Photo Spotlights

  • December 17, 2008

    Undergraduate and graduate students from the School for American Crafts are selling their wares at the annual student holiday sale. Approximately 45 students from the four specialties of clay, glass, wood and metals are participating in the two-day event. The sale runs through Thursday, Dec. 18. The items range in price from $10 to $250.
  • December 16, 2008

    Fifty masterworks from the permanent collection of the Society of Illustrators in New York City will be on display in “An Historical Look at Visual Communication” at RIT’s Bevier Gallery. Here, Al Gore is depicted in an oil on canvas portrait by Roberto Parada. The exhibit runs through Jan. 21, 2009.
  • December 15, 2008

    RIT’s annual holiday music concert featured performances by ensembles from the RIT Music Program and the RIT Gospel Ensemble on Dec. 13.
  • December 13, 2008

    President Bill Destler led a delegation of RIT leaders in Japan this week. Pictured here are Destler, Alan Hurwitz, president of the National Technical Institute for the Deaf; James DeCaro, director of NTID’s Postsecondary Education Network (PEN) International; Lisa Cauda, RIT vice president for development and alumni relations, and officials from Tsukuba College of Technology/Tianjin Technical College for the Deaf. For more on the visit: www.rit.edu/news.
  • December 11, 2008

    RIT celebrated the grand opening of its island in the virtual world, Second Life, with a “ribbon cutting” Dec. 10. Guests were invited to explore the island on computer stations set up in the SAU complete with immersive projection systems for 360 degree viewing.
  • December 10, 2008

    At the 8th annual Electronic Waste Recycling Day, the Student Environmental Action League collected electronic equipment from RIT departments and colleges for recycling or refurbishing.

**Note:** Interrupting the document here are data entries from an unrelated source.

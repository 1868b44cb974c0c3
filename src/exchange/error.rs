//! RFC 8693 error responses.

use serde::Serialize;

use crate::validation::ValidationError;

/// Token exchange error response body.
#[derive(Debug, Serialize)]
pub struct TokenExchangeError {
    pub error: String,
    #[serde(skip_serializing_if = "Option::is_none")]
    pub error_description: Option<String>,
}

impl TokenExchangeError {
    fn new(error: &str, desc: &str) -> Self {
        Self {
            error: error.to_string(),
            error_description: Some(desc.to_string()),
        }
    }

    pub fn invalid_request(desc: &str) -> Self {
        Self::new("invalid_request", desc)
    }

    pub fn invalid_grant(desc: &str) -> Self {
        Self::new("invalid_grant", desc)
    }

    pub fn unsupported_token_type(desc: &str) -> Self {
        Self::new("unsupported_token_type", desc)
    }

    /// Form-encoded representation (`error=..&error_description=..`).
    pub fn to_form(&self) -> String {
        serde_urlencoded::to_string(self).unwrap_or_else(|_| format!("error={}", self.error))
    }
}

/// Every validation failure is an `invalid_grant`, described by the
/// validator's message.
impl From<ValidationError> for TokenExchangeError {
    fn from(e: ValidationError) -> Self {
        Self {
            error: e.error_code().to_string(),
            error_description: Some(e.to_string()),
        }
    }
}
//! Normalized result of a successful validation.

use chrono::{DateTime, Utc};
use serde::Serialize;
use serde_json::{Map, Value};
use std::collections::BTreeSet;

/// Immutable, normalized view of a validated subject or actor token.
///
/// Built once at the end of a successful `validate` call through
/// [`ValidatedToken::builder`].
#[derive(Debug, Clone, PartialEq, Serialize)]
pub struct ValidatedToken {
    subject: Option<String>,
    issuer: Option<String>,
    claims: Map<String, Value>,
    scopes: BTreeSet<String>,
    expiration: Option<DateTime<Utc>>,
    issued_at: Option<DateTime<Utc>>,
    not_before: Option<DateTime<Utc>>,
    token_id: Option<String>,
    audience: Vec<String>,
    act_claim: Option<Value>,
    may_act_claim: Option<Value>,
    client_id: Option<String>,
    token_type: String,
    domain: Option<String>,
}

impl ValidatedToken {
    /// Start building a result for the given token type URN.
    pub fn builder(token_type: impl Into<String>) -> ValidatedTokenBuilder {
        ValidatedTokenBuilder {
            token: ValidatedToken {
                subject: None,
                issuer: None,
                claims: Map::new(),
                scopes: BTreeSet::new(),
                expiration: None,
                issued_at: None,
                not_before: None,
                token_id: None,
                audience: Vec::new(),
                act_claim: None,
                may_act_claim: None,
                client_id: None,
                token_type: token_type.into(),
                domain: None,
            },
        }
    }

    pub fn subject(&self) -> Option<&str> {
        self.subject.as_deref()
    }

    pub fn issuer(&self) -> Option<&str> {
        self.issuer.as_deref()
    }

    /// Full original claim (or attribute) set.
    pub fn claims(&self) -> &Map<String, Value> {
        &self.claims
    }

    pub fn scopes(&self) -> &BTreeSet<String> {
        &self.scopes
    }

    pub fn expiration(&self) -> Option<DateTime<Utc>> {
        self.expiration
    }

    pub fn issued_at(&self) -> Option<DateTime<Utc>> {
        self.issued_at
    }

    pub fn not_before(&self) -> Option<DateTime<Utc>> {
        self.not_before
    }

    /// JWT ID (`jti`).
    pub fn token_id(&self) -> Option<&str> {
        self.token_id.as_deref()
    }

    /// Audiences in document/array order.
    pub fn audience(&self) -> &[String] {
        &self.audience
    }

    /// Raw `act` claim, not flattened.
    pub fn act_claim(&self) -> Option<&Value> {
        self.act_claim.as_ref()
    }

    /// Raw `may_act` claim, not flattened.
    pub fn may_act_claim(&self) -> Option<&Value> {
        self.may_act_claim.as_ref()
    }

    pub fn client_id(&self) -> Option<&str> {
        self.client_id.as_deref()
    }

    /// Token type URN.
    pub fn token_type(&self) -> &str {
        &self.token_type
    }

    /// Tenant identifier (access tokens only).
    pub fn domain(&self) -> Option<&str> {
        self.domain.as_deref()
    }

    /// Whether the expiration lies strictly before `now`.
    pub fn is_expired_at(&self, now: DateTime<Utc>) -> bool {
        self.expiration.is_some_and(|exp| exp < now)
    }

    pub fn is_expired(&self) -> bool {
        self.is_expired_at(Utc::now())
    }

    /// Whether the not-before time lies strictly after `now`.
    pub fn is_not_yet_valid_at(&self, now: DateTime<Utc>) -> bool {
        self.not_before.is_some_and(|nbf| nbf > now)
    }

    pub fn is_not_yet_valid(&self) -> bool {
        self.is_not_yet_valid_at(Utc::now())
    }

    pub fn has_scope(&self, scope: &str) -> bool {
        self.scopes.contains(scope)
    }

    pub fn claim(&self, name: &str) -> Option<&Value> {
        self.claims.get(name)
    }
}

/// Builder for [`ValidatedToken`].
#[derive(Debug, Clone)]
pub struct ValidatedTokenBuilder {
    token: ValidatedToken,
}

impl ValidatedTokenBuilder {
    pub fn subject(mut self, subject: Option<String>) -> Self {
        self.token.subject = subject;
        self
    }

    pub fn issuer(mut self, issuer: Option<String>) -> Self {
        self.token.issuer = issuer;
        self
    }

    pub fn claims(mut self, claims: Map<String, Value>) -> Self {
        self.token.claims = claims;
        self
    }

    pub fn scopes(mut self, scopes: BTreeSet<String>) -> Self {
        self.token.scopes = scopes;
        self
    }

    pub fn expiration(mut self, expiration: Option<DateTime<Utc>>) -> Self {
        self.token.expiration = expiration;
        self
    }

    pub fn issued_at(mut self, issued_at: Option<DateTime<Utc>>) -> Self {
        self.token.issued_at = issued_at;
        self
    }

    pub fn not_before(mut self, not_before: Option<DateTime<Utc>>) -> Self {
        self.token.not_before = not_before;
        self
    }

    pub fn token_id(mut self, token_id: Option<String>) -> Self {
        self.token.token_id = token_id;
        self
    }

    pub fn audience(mut self, audience: Vec<String>) -> Self {
        self.token.audience = audience;
        self
    }

    pub fn act_claim(mut self, act: Option<Value>) -> Self {
        self.token.act_claim = act;
        self
    }

    pub fn may_act_claim(mut self, may_act: Option<Value>) -> Self {
        self.token.may_act_claim = may_act;
        self
    }

    pub fn client_id(mut self, client_id: Option<String>) -> Self {
        self.token.client_id = client_id;
        self
    }

    pub fn domain(mut self, domain: Option<String>) -> Self {
        self.token.domain = domain;
        self
    }

    pub fn build(self) -> ValidatedToken {
        self.token
    }
}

This year, the team anticipates an increase due to the television changeover from analog to digital technology.
  • December 9, 2008

    Attendees of PR Now!, a full-day symposium on Dec. 8, heard from public relations industry experts on topics such as branding, crisis management, social networking, corporate citizenship and social responsibility. Presenters included Bill McKee, of Xerox Corp., who discussed “The Problem with Being a Household Name.” The event was sponsored by RIT’s Department of Communication and School of Hospitality and Service Management and was hosted by the RIT chapter of the Public Relations Student Society of America.
  • December 8, 2008

    Rachel DiNunzio, a second-year illustration major and Buffalo Bills fan, designed a logo for a grassroots marketing campaign to keep the NFL team in Buffalo long-term. DiNunzio’s brother and uncle are the marketing masterminds behind the initiative and recruited the Williamsville native to come up with a logo. Their goal is to raise awareness about the team’s future through the creation of a Web site, billsinbuffalo4ever.com, an online petition and selling T-shirts and bumper stickers.
  • December 5, 2008

    RIT’s Gallery r participated in the annual Park Avenue Winter Festival on Dec. 4. Several RIT students from the College of Imaging Arts and Sciences put on a display of their ice sculpting skills in front of the Park Avenue gallery. Here, ice chips fly as Erin Zellefrow, a second-year MFA student, attacks a block of ice.
  • December 4, 2008

    Fred Smith, RIT’s institute secretary, will retire Dec. 31 after 37 years of service. Here, Smith shares memories with guests during his official send-off in the Student Alumni Union Davis Room, Dec. 2. Note an earlier photo, in the background, of Smith in one of his previous offices.
  • December 1, 2008

    Joseph Fornieri, RIT associate professor of political science, has received a 2009 Teaching Fulbright Award from the William J. Fulbright Program. Fornieri will spend this winter at Charles University in Prague teaching courses in constitutional rights and liberties and American political thought. He will also serve as a Fulbright cultural ambassador, conducting research that compares Czech democratic ideas and institutions with those of the United States. Fornieri is a noted scholar on the political philosophy of Abraham Lincoln. He is a member of the Lincoln Bicentennial Commission and his fifth book, Lincoln’s America: 1809-1865, has just been published by Southern Illinois University Press.
  • November 26, 2008

    Alan Singer, College of Imaging Arts and Sciences, has a new exhibit of prints and paintings in the Arts & Cultural Council Gallery, 277 N. Goodman St., through Dec. 24. Wheel on Fire is one example of his mix media prints.